Major defence procurement dossiers can be expected to almost inherently come with such incentives. Incomplete information about production and delivery costs, secrecy concerns and arms industry lobbying are just a few of the sensitivities that might incentivise MPs to invest in oversight. The job market implications and long-term budgetary commitments that come with these decisions further add to that. Given that historical experiences may also result in lessons learnt and may change parliamentary practice over time (Wagner Citation2006), one can expect MPs to be particularly vigilant in countries with past controversies. In those cases, empowering parliaments through dedicated defence committees, or perhaps even special committees for defence procurement, might easily be seen as a step towards more oversight, more transparent decision-making and less controversy about final outcomes. This assumption of legislative-institutional empowerment has guided past institutional change in cases such as Belgium. So far, however, we do not know whether these committees truly empower parliaments.

Dedicated committees and parliamentary expertise

I seek to answer the question: to what extent can a dedicated or special committee with access to classified information empower parliaments to oversee major defence procurement decisions? This question builds on the dominant principal–agent logic as applied in most civil–military relations studies (Feaver Citation1999). A core assumption in many of these studies is that when principals have the required institutional powers, combined with reasons to believe that there is a risk of abuse, they will put more effort into overseeing the agent. In that sense, a parliamentary committee dedicated to defence affairs or a special committee on defence procurement with access to confidential information might be expected to empower MPs.

What has so far been left out of the equation in many studies on parliamentary oversight of defence affairs is the capacity of political parties and MPs to address complex military problems. We do not know how technicality and issue complexity, two key characteristics of major weapon acquisitions, interact with the legal-institutional oversight capabilities and political calculations of MPs. In their study of parliamentary war powers, Born and Hanggi emphasise the importance of parliamentary staff, resources and expertise, by saying that “parliaments need to work through specialised committees which have their own budget, expert and support staff as well as access to research and documentation services and external expertise provided for by civil society organisations” (Born and Hänggi Citation2005, p. 9). Yet, they only focused on troop deployments and have not moved beyond a cross-country classification on the basis of indicators.

In their report on the role of parliaments in European Defence Cooperation, Bakker et al. (Citation2016, p. 5) emphasise the importance of defence knowledge for MPs and the need to “have access to either in-house research expertise on defence or be able to commission research externally”. Van Eekelen suggests that even if information is available, “considerable expertise is required in making sense out of the multitude of claims and counterclaims” (van Eekelen Citation2013, p. 18). He refers to parliaments with in-house research services, such as the US Congress, the German Bundestag, the French National Assembly, the UK parliament and the Swedish Riksdag. In their comparative study of parliamentary oral questions on defence affairs, Rozenberg et al. show that expertise is not a guarantee for rigorous oversight. Expertise can as much be a tool for self-promotion as it is a tool for reducing information asymmetries. Yet, their study focused only on plenary debates, leading them to call for more research on parliamentary control based on committees (Rozenberg et al. Citation2011).

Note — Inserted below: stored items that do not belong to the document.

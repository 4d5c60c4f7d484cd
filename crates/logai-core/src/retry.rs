//! Bounded retry with exponential backoff for upstream calls.

use std::future::Future;
use std::time::Duration;

use rand::Rng;
use tracing::warn;

use crate::Result;
use crate::config::RetryConfig;

#[derive(Debug, Clone)]
pub struct RetryPolicy {
    pub max_attempts: u32,
    pub base_delay: Duration,
    pub max_delay: Duration,
}

impl RetryPolicy {
    pub fn from_config(config: &RetryConfig) -> Self {
        Self {
            max_attempts: config.max_attempts.max(1),
            base_delay: Duration::from_millis(config.base_delay_ms),
            max_delay: Duration::from_millis(config.max_delay_ms),
        }
    }

    /// No retries; used by tests and callers that retry on their own.
    pub fn none() -> Self {
        Self {
            max_attempts: 1,
            base_delay: Duration::ZERO,
            max_delay: Duration::ZERO,
        }
    }

    /// Delay before retry number `attempt` (1-based): base * 2^(attempt-1),
    /// capped, with up to 25% random jitter added.
    pub fn delay_for(&self, attempt: u32) -> Duration {
        let factor = 1u32.checked_shl(attempt.saturating_sub(1)).unwrap_or(u32::MAX);
        let delay = self.base_delay.saturating_mul(factor).min(self.max_delay);
        let jitter_cap = delay.as_millis() as u64 / 4;
        if jitter_cap == 0 {
            return delay;
        }
        let jitter = rand::thread_rng().gen_range(0..=jitter_cap);
        delay + Duration::from_millis(jitter)
    }

    /// Run `op` until it succeeds, fails with a non-retryable error, or the
    /// attempts run out. The last error is returned unchanged.
    pub async fn run<T, F, Fut>(&self, what: &str, mut op: F) -> Result<T>
    where
        F: FnMut() -> Fut,
        Fut: Future<Output = Result<T>>,
    {
        let mut attempt = 1;
        loop {
            match op().await {
                Ok(value) => return Ok(value),
                Err(err) if err.is_retryable() && attempt < self.max_attempts => {
                    let delay = self.delay_for(attempt);
                    warn!(
                        "{} failed (attempt {}/{}): {}; retrying in {:?}",
                        what, attempt, self.max_attempts, err, delay
                    );
                    tokio::time::sleep(delay).await;
                    attempt += 1;
                }
                Err(err) => return Err(err),
            }
        }
    }
}
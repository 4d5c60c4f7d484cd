use chrono::{DateTime, Utc};
use logai_types::{AppStats, Application, Severity};
use rusqlite::{Connection, OptionalExtension, Row, params};

use crate::codec::{encode_ts, opt_ts_col, ts_col};
use crate::error::Result;

pub struct ApplicationsDao<'a> {
    pub(crate) conn: &'a Connection,
}

const APP_COLUMNS: &str = "id, name, description, api_key, source_paths, created_at, updated_at";

fn map_application(row: &Row<'_>) -> rusqlite::Result<Application> {
    Ok(Application {
        id: row.get(0)?,
        name: row.get(1)?,
        description: row.get(2)?,
        api_key: row.get(3)?,
        source_paths: row
            .get::<_, Option<String>>(4)?
            .and_then(|raw| serde_json::from_str(&raw).ok())
            .unwrap_or_default(),
        created_at: ts_col(row, 5)?,
        updated_at: ts_col(row, 6)?,
    })
}

impl ApplicationsDao<'_> {
    pub fn create(
        &self,
        name: &str,
        description: Option<&str>,
        now: DateTime<Utc>,
    ) -> Result<Application> {
        let id = uuid::Uuid::new_v4().to_string();
        let api_key = format!("lai_{}", uuid::Uuid::new_v4().simple());
        let ts = encode_ts(&now);
        self.conn.execute(
            "INSERT INTO applications (id, name, description, api_key, created_at, updated_at)
             VALUES (?1, ?2, ?3, ?4, ?5, ?5)",
            params![id, name, description, api_key, ts],
        )?;
        let app = self.conn.query_row(
            &format!("SELECT {} FROM applications WHERE id = ?1", APP_COLUMNS),
            params![id],
            map_application,
        )?;
        Ok(app)
    }

    pub fn get(&self, id: &str) -> Result<Option<Application>> {
        let app = self
            .conn
            .query_row(
                &format!("SELECT {} FROM applications WHERE id = ?1 LIMIT 1", APP_COLUMNS),
                params![id],
                map_application,
            )
            .optional()?;
        Ok(app)
    }

    /// Replaces the source roots; blank entries are dropped.
    pub fn set_source_paths(
        &self,
        id: &str,
        paths: &[String],
        now: DateTime<Utc>,
    ) -> Result<Option<Application>> {
        let paths: Vec<&str> = paths
            .iter()
            .map(|p| p.trim())
            .filter(|p| !p.is_empty())
            .collect();
        let rows = self.conn.execute(
            "UPDATE applications SET source_paths = ?2, updated_at = ?3 WHERE id = ?1",
            params![id, serde_json::to_string(&paths)?, encode_ts(&now)],
        )?;
        if rows == 0 {
            return Ok(None);
        }
        self.get(id)
    }

    pub fn exists(&self, id: &str) -> Result<bool> {
        let found: Option<i64> = self
            .conn
            .query_row(
                "SELECT 1 FROM applications WHERE id = ?1",
                params![id],
                |row| row.get(0),
            )
            .optional()?;
        Ok(found.is_some())
    }

    pub fn list(&self) -> Result<Vec<Application>> {
        let mut stmt = self.conn.prepare(&format!(
            "SELECT {} FROM applications ORDER BY created_at DESC, rowid DESC",
            APP_COLUMNS
        ))?;
        let rows = stmt.query_map([], map_application)?;
        let mut out = Vec::new();
        for row in rows {
            out.push(row?);
        }
        Ok(out)
    }

    /// Deletes the application; logs, clusters, scans and analyses go with it
    /// through the foreign key cascade.
    pub fn delete(&self, id: &str) -> Result<bool> {
        let rows = self
            .conn
            .execute("DELETE FROM applications WHERE id = ?1", params![id])?;
        Ok(rows > 0)
    }

    pub fn stats(&self, id: &str) -> Result<AppStats> {
        let (total_logs, error_logs, last_error) = self.conn.query_row(
            "SELECT COUNT(*),
                    COALESCE(SUM(CASE WHEN level IN ('ERROR', 'FATAL') THEN 1 ELSE 0 END), 0),
                    MAX(CASE WHEN level IN ('ERROR', 'FATAL') THEN timestamp END)
             FROM log_entries WHERE app_id = ?1",
            params![id],
            |row| {
                Ok((
                    row.get::<_, i64>(0)?,
                    row.get::<_, i64>(1)?,
                    opt_ts_col(row, 2)?,
                ))
            },
        )?;
        let (cluster_count, critical_count) = self.conn.query_row(
            "SELECT COUNT(*),
                    COALESCE(SUM(CASE WHEN severity = ?2 THEN 1 ELSE 0 END), 0)
             FROM error_clusters WHERE app_id = ?1",
            params![id, Severity::Critical.as_str()],
            |row| Ok((row.get::<_, i64>(0)?, row.get::<_, i64>(1)?)),
        )?;
        Ok(AppStats {
            total_logs,
            error_logs,
            cluster_count,
            critical_count,
            last_error,
        })
    }
}

#[cfg(test)]
mod tests {
    use crate::Database;
    use chrono::Utc;
    use logai_test_utils::TestDb;

    fn db() -> Database {
        Database::from_connection(TestDb::new().into_connection()).unwrap()
    }

    #[test]
    fn create_get_and_list_newest_first() {
        let db = db();
        let apps = db.applications();
        let first = apps.create("billing", Some("payments"), Utc::now()).unwrap();
        let second = apps.create("search", None, Utc::now()).unwrap();

        assert!(first.api_key.starts_with("lai_"));
        assert_ne!(first.api_key, second.api_key);
        assert_eq!(apps.get(&first.id).unwrap().unwrap().name, "billing");

        let listed = apps.list().unwrap();
        assert_eq!(listed.len(), 2);
        assert_eq!(listed[0].id, second.id);
    }

    #[test]
    fn source_paths_start_empty_and_can_be_replaced() {
        let db = db();
        let apps = db.applications();
        let app = apps.create("svc", None, Utc::now()).unwrap();
        assert!(app.source_paths.is_empty());

        let paths = vec!["/srv/svc".to_string(), "  ".to_string(), "/srv/lib".to_string()];
        let updated = apps.set_source_paths(&app.id, &paths, Utc::now()).unwrap().unwrap();
        assert_eq!(updated.source_paths, vec!["/srv/svc", "/srv/lib"]);
        assert_eq!(apps.get(&app.id).unwrap().unwrap().source_paths, updated.source_paths);

        assert!(apps.set_source_paths("missing", &paths, Utc::now()).unwrap().is_none());
    }

    #[test]
    fn delete_reports_whether_a_row_was_removed() {
        let db = db();
        let app = db.applications().create("svc", None, Utc::now()).unwrap();
        assert!(db.applications().delete(&app.id).unwrap());
        assert!(!db.applications().delete(&app.id).unwrap());
        assert!(!db.applications().exists(&app.id).unwrap());
    }

    #[test]
    fn stats_for_empty_application_are_zero() {
        let db = db();
        let app = db.applications().create("svc", None, Utc::now()).unwrap();
        let stats = db.applications().stats(&app.id).unwrap();
        assert_eq!(stats.total_logs, 0);
        assert_eq!(stats.cluster_count, 0);
        assert!(stats.last_error.is_none());
    }
}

I suggest that a dedicated or a special committee is expected to empower parliaments only if MPs are willing and capable of acquiring or mobilising the necessary expertise. In doing so, I follow an information processing understanding of expertise (Blom Citation2021). This implies a capacity to gather technical or subject information, interpret it and translate it in a politically relevant message to affect policymaking. Expertise can come from multiple sources. In the absence of parliamentary in-house expertise, MPs might rely on their political parties’ study centres. They can also use their own personal network to mobilise expertise. Limited available staff, budgets and expertise within parliament or within MPs’ own parties create a need for mobilising expertise externally.

To test this argument, more specifically to assess the quality of oversight, it is important to move beyond the proactive (police patrol) versus reactive (fire-alarm) oversight dichotomy. The reason for doing so is that parliaments that rely mainly on reactive oversight or fire alarms might still influence decision-making. In a similar vein, holding hearings or commissioning studies, which are typical examples of proactive or police patrol oversight (McCubbins and Schwartz Citation1984, p. 166), do not guarantee that parliaments can meaningfully use the information from these activities to influence or remedy decision-making by the government or military. In other words, this dichotomy does not tell us much about the quality of oversight, as it fails to consider the capacity of MPs to use information in a politically meaningful manner. I will, therefore, rather focus on assessing oversight rigour. This builds on theorisation by Auerswald et al. (Citation2020), who measured how much power parliaments have to gather information and use this information to influence decision-making. Rigorous oversight can, in that sense, be proactive or reactive. What differentiates rigorous from non-rigorous oversight here is the ability of MPs to influence the course of action by using their information to either delay, halt, revise or revoke the final decision. Following this more delineated operationalisation, studying oversight requires evaluating the capacity of MPs to gather, translate and use information to influence the course of action. In addition to mapping parliamentary staffing, rules and procedures, this also implies identifying MPs’ sources of information.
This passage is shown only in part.